╭─ Supplied entries

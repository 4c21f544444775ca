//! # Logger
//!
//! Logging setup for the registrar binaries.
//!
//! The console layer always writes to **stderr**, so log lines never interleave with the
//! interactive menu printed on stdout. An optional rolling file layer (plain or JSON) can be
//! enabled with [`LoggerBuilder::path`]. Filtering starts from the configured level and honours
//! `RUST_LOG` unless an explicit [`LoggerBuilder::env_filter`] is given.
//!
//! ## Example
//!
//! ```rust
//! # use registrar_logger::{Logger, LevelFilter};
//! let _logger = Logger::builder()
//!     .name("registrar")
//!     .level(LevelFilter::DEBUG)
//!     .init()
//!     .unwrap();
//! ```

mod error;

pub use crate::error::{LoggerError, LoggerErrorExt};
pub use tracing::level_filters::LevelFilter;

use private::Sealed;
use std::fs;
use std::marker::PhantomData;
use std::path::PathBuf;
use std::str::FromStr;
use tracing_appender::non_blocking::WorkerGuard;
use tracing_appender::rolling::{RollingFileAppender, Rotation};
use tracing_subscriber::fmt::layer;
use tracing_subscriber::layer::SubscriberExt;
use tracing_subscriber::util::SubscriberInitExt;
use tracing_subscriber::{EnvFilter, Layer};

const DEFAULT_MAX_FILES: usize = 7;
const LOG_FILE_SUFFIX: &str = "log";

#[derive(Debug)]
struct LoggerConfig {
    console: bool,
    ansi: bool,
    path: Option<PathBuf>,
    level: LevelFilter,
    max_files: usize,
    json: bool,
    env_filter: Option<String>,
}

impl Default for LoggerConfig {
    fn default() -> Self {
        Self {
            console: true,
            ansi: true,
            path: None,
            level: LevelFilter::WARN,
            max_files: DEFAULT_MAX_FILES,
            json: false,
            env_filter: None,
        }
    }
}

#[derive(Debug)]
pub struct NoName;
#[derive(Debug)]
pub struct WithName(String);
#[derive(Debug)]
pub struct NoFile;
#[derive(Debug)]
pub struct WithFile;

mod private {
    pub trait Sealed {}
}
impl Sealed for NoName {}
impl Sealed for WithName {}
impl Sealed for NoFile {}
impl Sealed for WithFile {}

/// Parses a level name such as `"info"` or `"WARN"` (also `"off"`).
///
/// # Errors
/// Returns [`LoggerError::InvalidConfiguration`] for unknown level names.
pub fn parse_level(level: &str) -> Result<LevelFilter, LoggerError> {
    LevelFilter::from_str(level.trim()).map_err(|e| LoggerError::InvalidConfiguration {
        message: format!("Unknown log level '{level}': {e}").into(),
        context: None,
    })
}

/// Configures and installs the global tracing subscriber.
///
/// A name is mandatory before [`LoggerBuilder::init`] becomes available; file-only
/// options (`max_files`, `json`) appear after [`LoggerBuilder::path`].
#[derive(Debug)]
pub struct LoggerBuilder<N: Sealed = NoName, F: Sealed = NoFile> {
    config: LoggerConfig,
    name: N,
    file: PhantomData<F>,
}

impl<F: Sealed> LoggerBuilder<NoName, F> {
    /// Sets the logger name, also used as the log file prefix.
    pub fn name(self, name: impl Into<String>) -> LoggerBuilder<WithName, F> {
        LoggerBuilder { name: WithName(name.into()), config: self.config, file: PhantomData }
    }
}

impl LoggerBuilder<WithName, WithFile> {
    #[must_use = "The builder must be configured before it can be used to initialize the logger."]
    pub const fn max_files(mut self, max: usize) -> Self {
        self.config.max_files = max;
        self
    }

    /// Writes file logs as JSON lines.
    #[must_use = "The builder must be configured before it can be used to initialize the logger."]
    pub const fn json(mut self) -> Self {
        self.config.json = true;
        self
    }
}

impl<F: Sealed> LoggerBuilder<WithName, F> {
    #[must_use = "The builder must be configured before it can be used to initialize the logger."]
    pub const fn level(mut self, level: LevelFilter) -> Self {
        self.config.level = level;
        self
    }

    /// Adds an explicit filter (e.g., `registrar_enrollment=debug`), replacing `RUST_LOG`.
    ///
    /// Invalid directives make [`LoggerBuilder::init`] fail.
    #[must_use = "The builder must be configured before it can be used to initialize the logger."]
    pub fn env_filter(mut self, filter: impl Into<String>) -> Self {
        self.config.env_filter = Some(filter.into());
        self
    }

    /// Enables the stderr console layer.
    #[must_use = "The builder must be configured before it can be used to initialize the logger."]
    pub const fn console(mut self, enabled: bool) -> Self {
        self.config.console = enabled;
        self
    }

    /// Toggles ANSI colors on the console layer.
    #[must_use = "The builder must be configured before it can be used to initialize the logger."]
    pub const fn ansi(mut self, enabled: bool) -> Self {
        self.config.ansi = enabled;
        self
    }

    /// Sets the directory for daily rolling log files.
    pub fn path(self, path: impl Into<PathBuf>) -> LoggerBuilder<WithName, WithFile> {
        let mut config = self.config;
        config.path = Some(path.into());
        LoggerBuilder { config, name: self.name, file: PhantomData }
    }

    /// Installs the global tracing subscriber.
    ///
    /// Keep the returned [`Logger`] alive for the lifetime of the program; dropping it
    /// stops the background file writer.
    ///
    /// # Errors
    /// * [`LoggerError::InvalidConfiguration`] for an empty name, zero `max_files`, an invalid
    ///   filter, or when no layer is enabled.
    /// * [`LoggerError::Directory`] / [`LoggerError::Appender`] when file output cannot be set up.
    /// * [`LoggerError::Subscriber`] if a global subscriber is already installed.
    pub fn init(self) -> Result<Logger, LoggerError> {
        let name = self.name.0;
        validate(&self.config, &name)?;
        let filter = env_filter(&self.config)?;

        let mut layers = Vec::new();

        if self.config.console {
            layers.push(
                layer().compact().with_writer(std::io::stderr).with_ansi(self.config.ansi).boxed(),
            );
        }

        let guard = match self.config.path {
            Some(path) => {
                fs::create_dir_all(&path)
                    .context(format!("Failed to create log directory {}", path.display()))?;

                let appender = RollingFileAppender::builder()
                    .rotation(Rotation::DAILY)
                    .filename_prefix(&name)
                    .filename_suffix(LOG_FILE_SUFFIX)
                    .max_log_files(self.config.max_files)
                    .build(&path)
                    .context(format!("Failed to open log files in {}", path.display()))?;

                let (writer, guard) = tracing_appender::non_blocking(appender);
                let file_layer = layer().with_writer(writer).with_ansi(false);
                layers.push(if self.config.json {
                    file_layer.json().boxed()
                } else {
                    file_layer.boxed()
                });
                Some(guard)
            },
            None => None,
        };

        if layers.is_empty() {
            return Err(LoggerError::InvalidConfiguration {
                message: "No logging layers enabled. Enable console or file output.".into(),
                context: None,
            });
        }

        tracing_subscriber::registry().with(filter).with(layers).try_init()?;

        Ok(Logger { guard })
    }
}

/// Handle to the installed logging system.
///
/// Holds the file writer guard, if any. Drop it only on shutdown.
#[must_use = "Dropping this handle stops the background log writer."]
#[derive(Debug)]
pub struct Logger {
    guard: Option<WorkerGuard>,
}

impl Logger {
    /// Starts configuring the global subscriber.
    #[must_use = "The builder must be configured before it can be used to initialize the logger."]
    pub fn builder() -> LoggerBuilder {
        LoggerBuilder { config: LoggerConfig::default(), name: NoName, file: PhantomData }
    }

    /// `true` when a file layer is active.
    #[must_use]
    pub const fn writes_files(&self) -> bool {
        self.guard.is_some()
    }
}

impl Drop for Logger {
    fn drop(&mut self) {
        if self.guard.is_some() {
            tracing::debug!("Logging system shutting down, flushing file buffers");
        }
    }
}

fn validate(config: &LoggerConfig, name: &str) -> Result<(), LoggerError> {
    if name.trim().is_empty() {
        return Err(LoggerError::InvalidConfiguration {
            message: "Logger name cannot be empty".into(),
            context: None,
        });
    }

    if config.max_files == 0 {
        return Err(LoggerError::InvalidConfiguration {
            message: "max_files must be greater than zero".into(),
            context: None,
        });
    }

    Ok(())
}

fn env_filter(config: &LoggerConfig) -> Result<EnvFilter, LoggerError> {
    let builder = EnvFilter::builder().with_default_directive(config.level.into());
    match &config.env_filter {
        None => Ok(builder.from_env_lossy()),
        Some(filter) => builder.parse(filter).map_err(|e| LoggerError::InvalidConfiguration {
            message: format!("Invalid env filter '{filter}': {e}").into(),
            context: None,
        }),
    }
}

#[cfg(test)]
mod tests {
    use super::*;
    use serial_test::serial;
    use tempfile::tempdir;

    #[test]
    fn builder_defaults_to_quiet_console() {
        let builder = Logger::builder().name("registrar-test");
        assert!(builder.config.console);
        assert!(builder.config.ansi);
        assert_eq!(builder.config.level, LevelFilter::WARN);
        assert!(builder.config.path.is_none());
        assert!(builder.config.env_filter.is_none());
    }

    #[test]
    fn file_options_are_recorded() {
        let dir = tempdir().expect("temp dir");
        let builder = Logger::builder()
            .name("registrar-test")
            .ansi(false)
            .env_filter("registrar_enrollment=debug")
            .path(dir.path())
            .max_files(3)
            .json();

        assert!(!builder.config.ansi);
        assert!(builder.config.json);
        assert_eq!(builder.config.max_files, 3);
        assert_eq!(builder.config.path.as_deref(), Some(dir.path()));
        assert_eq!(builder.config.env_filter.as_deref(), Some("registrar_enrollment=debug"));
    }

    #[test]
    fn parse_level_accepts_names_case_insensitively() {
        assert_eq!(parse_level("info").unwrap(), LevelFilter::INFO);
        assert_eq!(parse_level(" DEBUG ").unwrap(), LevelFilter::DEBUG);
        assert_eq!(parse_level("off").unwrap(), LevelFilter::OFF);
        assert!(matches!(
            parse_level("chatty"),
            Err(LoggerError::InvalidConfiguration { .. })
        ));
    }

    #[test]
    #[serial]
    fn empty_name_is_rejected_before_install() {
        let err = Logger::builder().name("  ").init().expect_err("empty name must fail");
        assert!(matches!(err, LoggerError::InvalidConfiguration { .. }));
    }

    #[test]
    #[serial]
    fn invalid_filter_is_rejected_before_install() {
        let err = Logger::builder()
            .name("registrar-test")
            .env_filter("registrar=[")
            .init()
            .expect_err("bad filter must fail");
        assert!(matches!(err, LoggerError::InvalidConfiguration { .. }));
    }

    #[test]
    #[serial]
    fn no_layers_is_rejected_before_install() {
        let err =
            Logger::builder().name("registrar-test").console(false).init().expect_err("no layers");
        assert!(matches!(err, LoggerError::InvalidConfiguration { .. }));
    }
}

╰─
╭─ Supplied entries

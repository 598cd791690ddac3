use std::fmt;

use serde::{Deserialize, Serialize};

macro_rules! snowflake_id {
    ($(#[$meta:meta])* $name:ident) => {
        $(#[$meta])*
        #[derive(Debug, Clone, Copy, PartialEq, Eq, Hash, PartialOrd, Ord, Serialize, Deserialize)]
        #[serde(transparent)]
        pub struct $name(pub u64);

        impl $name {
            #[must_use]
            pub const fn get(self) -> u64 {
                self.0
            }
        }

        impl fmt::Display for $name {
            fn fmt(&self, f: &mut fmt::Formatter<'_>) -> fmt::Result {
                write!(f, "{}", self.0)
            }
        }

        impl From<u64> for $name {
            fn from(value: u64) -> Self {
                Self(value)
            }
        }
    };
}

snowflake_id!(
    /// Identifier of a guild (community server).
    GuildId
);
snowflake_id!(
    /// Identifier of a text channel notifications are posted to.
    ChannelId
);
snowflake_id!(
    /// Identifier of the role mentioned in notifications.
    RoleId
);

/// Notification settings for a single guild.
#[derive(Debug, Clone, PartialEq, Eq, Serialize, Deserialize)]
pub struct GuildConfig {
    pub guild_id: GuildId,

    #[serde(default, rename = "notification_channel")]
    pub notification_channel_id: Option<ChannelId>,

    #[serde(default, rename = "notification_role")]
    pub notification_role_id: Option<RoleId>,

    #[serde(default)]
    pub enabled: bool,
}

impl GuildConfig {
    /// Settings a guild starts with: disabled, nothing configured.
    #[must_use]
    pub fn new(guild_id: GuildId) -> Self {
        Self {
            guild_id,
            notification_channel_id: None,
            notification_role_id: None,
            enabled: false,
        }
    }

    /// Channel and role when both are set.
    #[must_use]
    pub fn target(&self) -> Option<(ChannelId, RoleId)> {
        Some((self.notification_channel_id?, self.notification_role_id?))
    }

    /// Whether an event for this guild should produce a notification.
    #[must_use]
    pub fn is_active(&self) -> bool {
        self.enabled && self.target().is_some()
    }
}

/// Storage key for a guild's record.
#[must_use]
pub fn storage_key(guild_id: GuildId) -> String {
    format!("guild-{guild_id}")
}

╰─

About this exercise – Copy all lines of the records that have the string "info" in them.

Final answer –
/// Parses a level name such as `"info"` or `"WARN"` (also `"off"`).
        assert_eq!(parse_level("info").unwrap(), LevelFilter::INFO);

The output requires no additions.